• [Work task]:
Look through the listing below, find every line with the string "StatusCode", and copy it.
============================================================
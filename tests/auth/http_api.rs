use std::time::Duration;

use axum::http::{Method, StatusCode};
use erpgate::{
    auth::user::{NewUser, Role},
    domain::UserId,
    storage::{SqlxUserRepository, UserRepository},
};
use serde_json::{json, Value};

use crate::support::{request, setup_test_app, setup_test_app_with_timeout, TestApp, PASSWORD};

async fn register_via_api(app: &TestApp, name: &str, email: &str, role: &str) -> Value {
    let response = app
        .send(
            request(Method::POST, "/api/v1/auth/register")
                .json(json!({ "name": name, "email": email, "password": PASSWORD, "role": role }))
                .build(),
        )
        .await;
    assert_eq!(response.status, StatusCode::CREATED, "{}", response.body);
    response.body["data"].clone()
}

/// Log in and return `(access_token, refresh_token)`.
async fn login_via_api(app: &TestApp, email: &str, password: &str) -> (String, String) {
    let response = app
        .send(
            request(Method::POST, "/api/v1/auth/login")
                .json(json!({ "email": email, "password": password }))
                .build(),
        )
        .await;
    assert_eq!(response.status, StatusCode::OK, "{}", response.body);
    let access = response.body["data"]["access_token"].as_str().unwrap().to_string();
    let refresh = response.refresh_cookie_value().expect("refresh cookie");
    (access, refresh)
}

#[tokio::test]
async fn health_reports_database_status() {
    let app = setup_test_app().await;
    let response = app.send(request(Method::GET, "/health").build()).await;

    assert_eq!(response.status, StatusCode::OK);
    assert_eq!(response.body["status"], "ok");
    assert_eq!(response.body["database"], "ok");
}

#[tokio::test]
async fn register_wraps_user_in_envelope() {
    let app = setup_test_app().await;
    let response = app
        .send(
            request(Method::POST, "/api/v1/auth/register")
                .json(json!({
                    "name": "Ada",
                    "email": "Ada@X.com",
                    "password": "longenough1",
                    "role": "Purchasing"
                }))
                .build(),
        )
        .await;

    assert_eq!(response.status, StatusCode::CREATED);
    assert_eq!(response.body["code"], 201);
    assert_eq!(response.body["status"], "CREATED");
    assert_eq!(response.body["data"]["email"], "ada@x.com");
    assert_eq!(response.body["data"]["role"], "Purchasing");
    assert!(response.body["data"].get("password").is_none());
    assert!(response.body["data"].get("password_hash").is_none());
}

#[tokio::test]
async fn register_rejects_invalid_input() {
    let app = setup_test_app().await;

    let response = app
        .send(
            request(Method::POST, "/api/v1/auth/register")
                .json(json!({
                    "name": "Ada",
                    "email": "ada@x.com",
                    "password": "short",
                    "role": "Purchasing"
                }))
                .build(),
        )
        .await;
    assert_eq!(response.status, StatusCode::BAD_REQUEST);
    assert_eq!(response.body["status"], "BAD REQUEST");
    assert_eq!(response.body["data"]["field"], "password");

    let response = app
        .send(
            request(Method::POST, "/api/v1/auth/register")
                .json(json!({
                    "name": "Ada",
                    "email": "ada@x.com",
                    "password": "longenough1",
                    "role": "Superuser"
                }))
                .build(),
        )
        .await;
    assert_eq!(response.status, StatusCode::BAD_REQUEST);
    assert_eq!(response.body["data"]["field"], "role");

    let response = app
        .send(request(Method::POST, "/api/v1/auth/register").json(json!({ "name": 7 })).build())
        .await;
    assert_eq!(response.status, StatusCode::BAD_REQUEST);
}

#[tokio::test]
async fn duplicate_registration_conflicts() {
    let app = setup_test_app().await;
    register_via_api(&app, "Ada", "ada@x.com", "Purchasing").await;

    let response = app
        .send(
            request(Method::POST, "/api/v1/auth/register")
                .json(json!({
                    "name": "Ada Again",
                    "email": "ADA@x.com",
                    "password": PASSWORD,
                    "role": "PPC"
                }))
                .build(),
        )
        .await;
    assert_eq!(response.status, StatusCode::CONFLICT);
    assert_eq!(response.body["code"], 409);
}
============================================================
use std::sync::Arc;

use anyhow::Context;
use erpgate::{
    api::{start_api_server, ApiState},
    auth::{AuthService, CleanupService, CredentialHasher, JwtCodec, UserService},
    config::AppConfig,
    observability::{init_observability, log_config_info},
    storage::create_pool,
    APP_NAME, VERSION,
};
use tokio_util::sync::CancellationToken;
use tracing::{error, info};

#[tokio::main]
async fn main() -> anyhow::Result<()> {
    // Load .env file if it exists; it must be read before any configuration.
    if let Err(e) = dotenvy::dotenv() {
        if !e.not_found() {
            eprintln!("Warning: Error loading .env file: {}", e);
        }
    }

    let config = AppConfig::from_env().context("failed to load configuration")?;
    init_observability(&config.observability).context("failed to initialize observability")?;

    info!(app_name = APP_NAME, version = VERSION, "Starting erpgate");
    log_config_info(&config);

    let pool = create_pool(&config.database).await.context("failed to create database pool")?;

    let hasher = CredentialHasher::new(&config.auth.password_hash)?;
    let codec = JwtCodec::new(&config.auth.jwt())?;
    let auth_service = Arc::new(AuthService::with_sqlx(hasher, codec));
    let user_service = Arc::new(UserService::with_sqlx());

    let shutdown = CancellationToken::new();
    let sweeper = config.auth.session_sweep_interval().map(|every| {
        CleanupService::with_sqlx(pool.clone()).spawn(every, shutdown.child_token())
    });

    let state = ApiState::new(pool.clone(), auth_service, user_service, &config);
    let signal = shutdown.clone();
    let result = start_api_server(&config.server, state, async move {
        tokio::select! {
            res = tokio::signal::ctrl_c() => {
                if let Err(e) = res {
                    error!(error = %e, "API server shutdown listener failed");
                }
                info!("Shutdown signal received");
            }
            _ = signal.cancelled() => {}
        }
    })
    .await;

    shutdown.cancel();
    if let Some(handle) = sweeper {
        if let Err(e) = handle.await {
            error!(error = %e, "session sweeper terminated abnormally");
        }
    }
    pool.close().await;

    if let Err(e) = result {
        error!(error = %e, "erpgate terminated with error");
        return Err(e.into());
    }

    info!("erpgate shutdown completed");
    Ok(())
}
============================================================
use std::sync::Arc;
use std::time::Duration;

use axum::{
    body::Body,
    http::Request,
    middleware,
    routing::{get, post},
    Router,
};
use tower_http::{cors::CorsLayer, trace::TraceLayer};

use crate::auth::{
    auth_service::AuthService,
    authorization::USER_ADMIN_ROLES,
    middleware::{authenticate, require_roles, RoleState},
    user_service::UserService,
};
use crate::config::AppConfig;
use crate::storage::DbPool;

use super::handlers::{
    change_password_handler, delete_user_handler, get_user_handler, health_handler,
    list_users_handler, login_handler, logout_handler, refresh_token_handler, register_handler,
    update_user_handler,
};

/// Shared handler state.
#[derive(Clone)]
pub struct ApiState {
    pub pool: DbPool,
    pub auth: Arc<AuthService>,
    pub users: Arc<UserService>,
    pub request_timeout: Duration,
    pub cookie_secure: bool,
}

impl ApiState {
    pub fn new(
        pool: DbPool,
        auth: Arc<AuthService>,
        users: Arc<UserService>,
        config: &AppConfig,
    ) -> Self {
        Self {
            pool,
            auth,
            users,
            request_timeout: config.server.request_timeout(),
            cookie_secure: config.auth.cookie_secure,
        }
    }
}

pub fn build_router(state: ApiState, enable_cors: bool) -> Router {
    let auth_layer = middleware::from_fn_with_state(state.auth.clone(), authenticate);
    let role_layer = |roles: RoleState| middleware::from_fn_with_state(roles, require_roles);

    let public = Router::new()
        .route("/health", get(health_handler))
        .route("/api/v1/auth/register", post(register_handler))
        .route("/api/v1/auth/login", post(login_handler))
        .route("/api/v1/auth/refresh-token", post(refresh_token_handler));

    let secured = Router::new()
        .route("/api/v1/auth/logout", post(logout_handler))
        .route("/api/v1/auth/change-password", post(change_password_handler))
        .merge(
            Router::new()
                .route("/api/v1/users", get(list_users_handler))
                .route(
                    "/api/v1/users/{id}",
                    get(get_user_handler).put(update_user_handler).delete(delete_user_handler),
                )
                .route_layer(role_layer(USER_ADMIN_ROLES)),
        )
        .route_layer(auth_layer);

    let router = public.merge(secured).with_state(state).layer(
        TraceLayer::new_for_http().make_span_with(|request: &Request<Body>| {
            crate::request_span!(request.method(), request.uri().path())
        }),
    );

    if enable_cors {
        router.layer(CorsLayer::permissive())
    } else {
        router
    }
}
============================================================
• [Your solution]:
use axum::http::{Method, StatusCode};
    assert_eq!(response.status, StatusCode::CREATED, "{}", response.body);
    assert_eq!(response.status, StatusCode::OK, "{}", response.body);
    assert_eq!(response.status, StatusCode::OK);
    assert_eq!(response.status, StatusCode::CREATED);
    assert_eq!(response.status, StatusCode::BAD_REQUEST);
    assert_eq!(response.status, StatusCode::BAD_REQUEST);
    assert_eq!(response.status, StatusCode::BAD_REQUEST);
    assert_eq!(response.status, StatusCode::CONFLICT);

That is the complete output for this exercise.